Step 4. Installation of RESs

The potential savings in PEC and GC induced by the installation of RESs are investigated for S1.

First, the PEC-GC analysis is performed in presence of the reference HVAC system, in order to assess how the mere implementation of a RES influence PEC and GC. The best configurations of the RES (e.g., area of PV panels), as for PEC and GC savings, are detected in absence and in presence of current state incentives Furthermore, A new incentive

strategy is conceived for the considered RES, and the best configurations are detected also in this case. This procedure allows to:

 determine the cost-optimal configuration of the RES;

 evaluate the effectiveness of incentives directed to the considered RES and to provide a more efficacious strategy.

If more RESs are examined, the same procedure is repeated for each of them.

Then, well-selected combinations of HVAC system and RESs are investigated by assessing PEC and GC savings in presence of current incentives. These combinations are identified on the basis of:

 previous results achieved in correspondence of the mere implementation respectively of new HVAC systems (step 3) and RESs (first part of step 4);

 pecularieties of the explored building category in terms of energy performance.

Eventually, this step identifies:

 the cost-optimal combination between the replacement of the HVAC system and the installation of RESs, when merely these energy measures are implemented.

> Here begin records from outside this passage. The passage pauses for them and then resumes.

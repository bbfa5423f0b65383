//! Service producing the full portfolio view: enriched holdings, sector
//! summaries and whole-portfolio totals from a single enrichment pass.

use std::sync::Arc;

use async_trait::async_trait;
use chrono::{DateTime, Utc};
use serde::{Deserialize, Serialize};

use crate::errors::Result;
use crate::holdings::HoldingSourceTrait;

use super::enrichment::{EnrichedHolding, EnrichmentServiceTrait};
use super::sectors::{aggregate_by_sector, PortfolioTotals, SectorSummary};

#[derive(Serialize, Deserialize, Debug, Clone, PartialEq)]
#[serde(rename_all = "camelCase")]
pub struct PortfolioView {
    pub holdings: Vec<EnrichedHolding>,
    pub sectors: Vec<SectorSummary>,
    pub totals: PortfolioTotals,
    pub generated_at: DateTime<Utc>,
}

impl PortfolioView {
    /// Build the view from an already enriched list.
    pub fn from_enriched(holdings: Vec<EnrichedHolding>) -> Self {
        let sectors = aggregate_by_sector(&holdings);
        let totals = PortfolioTotals::from_sectors(&sectors);
        Self {
            holdings,
            sectors,
            totals,
            generated_at: Utc::now(),
        }
    }
}

#[async_trait]
pub trait PortfolioServiceTrait: Send + Sync {
    async fn get_portfolio_view(&self) -> Result<PortfolioView>;
}

pub struct PortfolioService {
    holding_source: Arc<dyn HoldingSourceTrait>,
    enrichment_service: Arc<dyn EnrichmentServiceTrait>,
}

impl PortfolioService {
    pub fn new(
        holding_source: Arc<dyn HoldingSourceTrait>,
        enrichment_service: Arc<dyn EnrichmentServiceTrait>,
    ) -> Self {
        Self {
            holding_source,
            enrichment_service,
        }
    }
}

#[async_trait]
impl PortfolioServiceTrait for PortfolioService {
    async fn get_portfolio_view(&self) -> Result<PortfolioView> {
        let holdings = self
            .enrichment_service
            .enrich_from_source(self.holding_source.as_ref())
            .await?;
        Ok(PortfolioView::from_enriched(holdings))
    }
}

Step 5. Implementation of EEMsd

The effects of EEMsd on PEC and GC are explored. In this regard, the SA performed in stage I (step 2) identifies the EEMsd which have a significant influence on the annual value of energy demand. This step considers only these EEMsd, since the remaining ones are not convenient from both analyzed perspectives. Thus, a new set S3 is generated through exhaustive sampling, in order to represent all the np possible packages (combinations) of the contemplated EEMsd. S3 has a framework similar to S2. More in detail, it collects np·N’ samples, which are composed of np

groups of N’ samples. N’ denotes the minimum number of samples required to significantly describe the building stock. It can be identified only after the UA performed in stage I (step 1); that’s why it generally doesn’t coincide with N. Each of the np groups of S3 gathers the same buildings, represented by the first N’ samples of the set S1, in presence of one of the np possible EEMsd packages, so that all packages are covered.

Hence, the potential savings in PEC and GC induced by the EEMsd are investigated, by referring to S3. The analysis follows the logical order used in step 4.

First, the reference HVAC system is considered. The best packages of EEMsd, as for PEC and GC savings, are detected in absence and in presence of state current incentives. Furthermore, new incentives are devised for the considered EEMsd and the best packages are found out also in this case. This procedure allows to:

 identify the cost-optimal package of EEMsd, when only these energy measures are applied;

 evaluate the effectiveness of incentives directed to the considered EEMsd and to provide a more efficacious strategy.

Then, PEC and GC savings are evaluated in correspondence of well-selected combinations of HVAC system, RESs and EEMsd, in order to find the cost-optimal package of retrofit actions. Likewise step 4, the examined combinations are chosen on the basis of previous results and energetic characteristics of the building category. Eventually, this step identifies:

 the cost-optimal package of ERMs, including replacement of the HVAC system, installation of RESs and implementation of EEMsd; if different packages ensure similar values of GC savings, the thermal

comfort can be used as discriminating criterion, on the basis of the results achieved in stage I (step 2).